Dr Kelly was found dead in woods near his home in Oxfordshire, southern England, in 2003 after he was exposed as the source for a BBC story that alleged that Blair’s government had “sexed up” intelligence on Iraqi weapons of mass destruction.

The then Lord Chancellor, the government’s chief law officer, Charles Falconer, suspended an inquest into the death before an inquiry began, and the inquest was never resumed.

The inquiry by Lord Hutton concluded “the principal cause of death was bleeding from incised wounds to his left wrist which Dr Kelly had inflicted on himself with the knife found beside his body”.

But the letter’s signatories argue that the conclusion was unsafe.

They insist that a severed ulnar artery, the wound found to Dr Kelly’s wrist, was unlikely to be life-threatening unless an individual suffered from problems with blood clotting.

“Insufficient blood would have been lost to threaten life,” they wrote.

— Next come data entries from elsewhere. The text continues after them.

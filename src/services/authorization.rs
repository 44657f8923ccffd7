use serde_json::Value;
use sqlx::PgPool;

use crate::repositories::users_data::{self, AssistantFlags};

/// The closed set of delegable course capabilities. The course owner
/// always holds all of them.
#[derive(Debug, Clone, Copy, PartialEq, Eq)]
pub(crate) enum Capability {
    ModulesAndResources,
    Exams,
    Tasks,
    Feedbacks,
}

pub(crate) const PERMISSION_KEYS: &[&str] =
    &["modules_and_resources", "exams", "tasks", "feedbacks"];

/// Overlays a permissions object onto an existing flag set. Keys the
/// object does not mention keep their current value. In strict mode an
/// unknown key is an error and nothing may be persisted; otherwise
/// unknown keys are dropped. The historical CamelCase spellings of the
/// keys are accepted alongside the snake_case ones.
pub(crate) fn overlay_flags(
    mut flags: AssistantFlags,
    permissions: &Value,
    strict: bool,
) -> Result<AssistantFlags, String> {
    let Some(object) = permissions.as_object() else {
        return Err("permissions must be an object".to_string());
    };

    for (key, value) in object {
        let enabled = value.as_bool().ok_or_else(|| format!("permission '{key}' must be a boolean"))?;
        match key.as_str() {
            "modules_and_resources" | "ModulesAndResources" => {
                flags.modules_and_resources = enabled
            }
            "exams" | "Exams" => flags.exams = enabled,
            "tasks" | "Tasks" => flags.tasks = enabled,
            "feedbacks" | "Feedbacks" => flags.feedbacks = enabled,
            unknown if strict => {
                return Err(format!(
                    "unknown permission '{unknown}', expected one of: {}",
                    PERMISSION_KEYS.join(", ")
                ));
            }
            _ => {}
        }
    }

    Ok(flags)
}

pub(crate) fn flags_allow(flags: &AssistantFlags, capability: Capability) -> bool {
    match capability {
        Capability::ModulesAndResources => flags.modules_and_resources,
        Capability::Exams => flags.exams,
        Capability::Tasks => flags.tasks,
        Capability::Feedbacks => flags.feedbacks,
    }
}

/// Owner-or-assistant check every mutating operation goes through.
pub(crate) async fn authorize(
    pool: &PgPool,
    course_id: &str,
    owner_id: &str,
    user_id: &str,
    capability: Capability,
) -> Result<bool, sqlx::Error> {
    if user_id == owner_id {
        return Ok(true);
    }

    let assistant = users_data::find_assistant(pool, course_id, user_id).await?;
    Ok(assistant
        .map(|row| flags_allow(&AssistantFlags::from_row(&row), capability))
        .unwrap_or(false))
}

#[cfg(test)]
mod tests {
    use super::*;
    use serde_json::json;

    #[test]
    fn strict_mode_rejects_unknown_keys() {
        let permissions = json!({"tasks": true, "grades": true});
        let err = overlay_flags(AssistantFlags::default(), &permissions, true).unwrap_err();
        assert!(err.contains("grades"));
    }

    #[test]
    fn lenient_mode_drops_unknown_keys() {
        let permissions = json!({"tasks": true, "grades": true});
        let flags = overlay_flags(AssistantFlags::default(), &permissions, false).expect("flags");
        assert!(flags.tasks);
        assert!(!flags.exams);
        assert!(!flags.modules_and_resources);
        assert!(!flags.feedbacks);
    }

    #[test]
    fn overlay_keeps_flags_the_object_does_not_mention() {
        let base = AssistantFlags { exams: true, feedbacks: true, ..Default::default() };
        let flags = overlay_flags(base, &json!({"tasks": true}), true).expect("flags");
        assert!(flags.tasks);
        assert!(flags.exams);
        assert!(flags.feedbacks);
        assert!(!flags.modules_and_resources);
    }

    #[test]
    fn overlay_can_revoke_a_granted_flag() {
        let base = AssistantFlags { exams: true, tasks: true, ..Default::default() };
        let flags = overlay_flags(base, &json!({"exams": false}), true).expect("flags");
        assert!(!flags.exams);
        assert!(flags.tasks);
    }

    #[test]
    fn historical_camel_case_keys_are_accepted() {
        let permissions = json!({"ModulesAndResources": true, "Exams": true});
        let flags = overlay_flags(AssistantFlags::default(), &permissions, true).expect("flags");
        assert!(flags.modules_and_resources);
        assert!(flags.exams);
        assert!(!flags.tasks);
    }

    #[test]
    fn non_boolean_permission_is_rejected() {
        let permissions = json!({"tasks": "yes"});
        assert!(overlay_flags(AssistantFlags::default(), &permissions, false).is_err());
    }

    #[test]
    fn non_object_permissions_are_rejected() {
        assert!(overlay_flags(AssistantFlags::default(), &json!([1, 2]), true).is_err());
    }

    #[test]
    fn every_known_key_maps_to_a_capability() {
        for key in PERMISSION_KEYS {
            let permissions = json!({ *key: true });
            let flags =
                overlay_flags(AssistantFlags::default(), &permissions, true).expect("known key");
            let capability = match *key {
                "modules_and_resources" => Capability::ModulesAndResources,
                "exams" => Capability::Exams,
                "tasks" => Capability::Tasks,
                "feedbacks" => Capability::Feedbacks,
                other => panic!("unmapped key {other}"),
            };
            assert!(flags_allow(&flags, capability));
        }
    }
}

“Absent a quantitative assessment of the blood lost and of the blood remaining in the great vessels, the conclusion that death occurred as a consequence of haemorrhage is unsafe.”

Dr Kelly was the most experienced British expert involved in UN inspections in Iraq intended to prevent Saddam Hussein from acquiring weapons of mass destruction.

Ahead of the March 2003 invasion, Blair’s government published intelligence about Saddam’s purported weapons of mass destruction in a bid to strengthen its case for going to war, including a claim that they could be deployed within 45 minutes.

The government was furious and sought out the source of the claim.

Suspicion fell on Dr Kelly after the BBC’s then defence correspondent Andrew Gilligan said a British official had told him that Downing Street had altered the intelligence dossier to make it “sexier”.

In the wake of the US-led invasion, no such weapons were found.